__PROMPT__:
Find the word "Less" in the listing below, then return every line it appears in.

***** SUPPLIED RECORDS *****

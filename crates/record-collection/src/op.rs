//! Comparison operators for `where` clauses.
//!
//! The [`Op`] enum names every operator a clause can use. Operators are
//! usually written as strings at call sites (`"=="`, `">="`, `"!=="`) and
//! converted with [`Op::parse`] or `From<&str>`; an unrecognized string
//! falls back to loose equality.

use std::cmp::Ordering;

use serde_json::Value;

use crate::compare::{loose_cmp, strict_eq};

/// Comparison operator for a query clause.
///
/// - **Loose**: `Eq`, `Ne`, `Lt`, `Gt`, `Lte`, `Gte` coerce across types
///   (see [`loose_cmp`](crate::loose_cmp))
/// - **Strict**: `Identical`, `NotIdentical` require the same type and value
#[derive(Debug, Clone, Copy, PartialEq, Eq, Hash, Default)]
pub enum Op {
    /// `==` (also `=`). Loose equality.
    #[default]
    Eq,
    /// `!=` (also `<>`). Loose inequality.
    Ne,
    /// `<`
    Lt,
    /// `>`
    Gt,
    /// `<=`
    Lte,
    /// `>=`
    Gte,
    /// `===`. Strict equality.
    Identical,
    /// `!==`. Strict inequality.
    NotIdentical,
}

impl Op {
    /// Parses an operator symbol.
    ///
    /// Unknown symbols parse as [`Op::Eq`].
    pub fn parse(symbol: &str) -> Op {
        match symbol.trim() {
            "!=" | "<>" => Op::Ne,
            "<" => Op::Lt,
            ">" => Op::Gt,
            "<=" => Op::Lte,
            ">=" => Op::Gte,
            "===" => Op::Identical,
            "!==" => Op::NotIdentical,
            _ => Op::Eq,
        }
    }

    /// Returns `true` for the operators that never coerce types.
    pub fn is_strict(self) -> bool {
        matches!(self, Op::Identical | Op::NotIdentical)
    }

    /// Evaluates a loose operator given an ordering result.
    ///
    /// Strict operators have no ordering form and always return `false`.
    pub fn eval_ordering(self, ordering: Ordering) -> bool {
        match self {
            Op::Eq => ordering == Ordering::Equal,
            Op::Ne => ordering != Ordering::Equal,
            Op::Gt => ordering == Ordering::Greater,
            Op::Gte => ordering != Ordering::Less,
            Op::Lt => ordering == Ordering::Less,
            Op::Lte => ordering != Ordering::Greater,
            Op::Identical | Op::NotIdentical => false,
        }
    }

    /// Applies this operator to a field value and a clause value.
    ///
    /// Uncomparable operands satisfy only the inequality operators.
    pub fn eval(self, field: &Value, value: &Value) -> bool {
        match self {
            Op::Identical => strict_eq(field, value),
            Op::NotIdentical => !strict_eq(field, value),
            loose => match loose_cmp(field, value) {
                Some(ordering) => loose.eval_ordering(ordering),
                None => loose == Op::Ne,
            },
        }
    }

    /// Returns the symbol for this operator.
    pub fn as_str(self) -> &'static str {
        match self {
            Op::Eq => "==",
            Op::Ne => "!=",
            Op::Lt => "<",
            Op::Gt => ">",
            Op::Lte => "<=",
            Op::Gte => ">=",
            Op::Identical => "===",
            Op::NotIdentical => "!==",
        }
    }
}

impl From<&str> for Op {
    fn from(symbol: &str) -> Self {
        Op::parse(symbol)
    }
}

impl std::fmt::Display for Op {
    fn fmt(&self, f: &mut std::fmt::Formatter<'_>) -> std::fmt::Result {
        write!(f, "{}", self.as_str())
    }
}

*****

__COMPLETED EXERCISE__:
            Op::Gte => ordering != Ordering::Less,
            Op::Lt => ordering == Ordering::Less,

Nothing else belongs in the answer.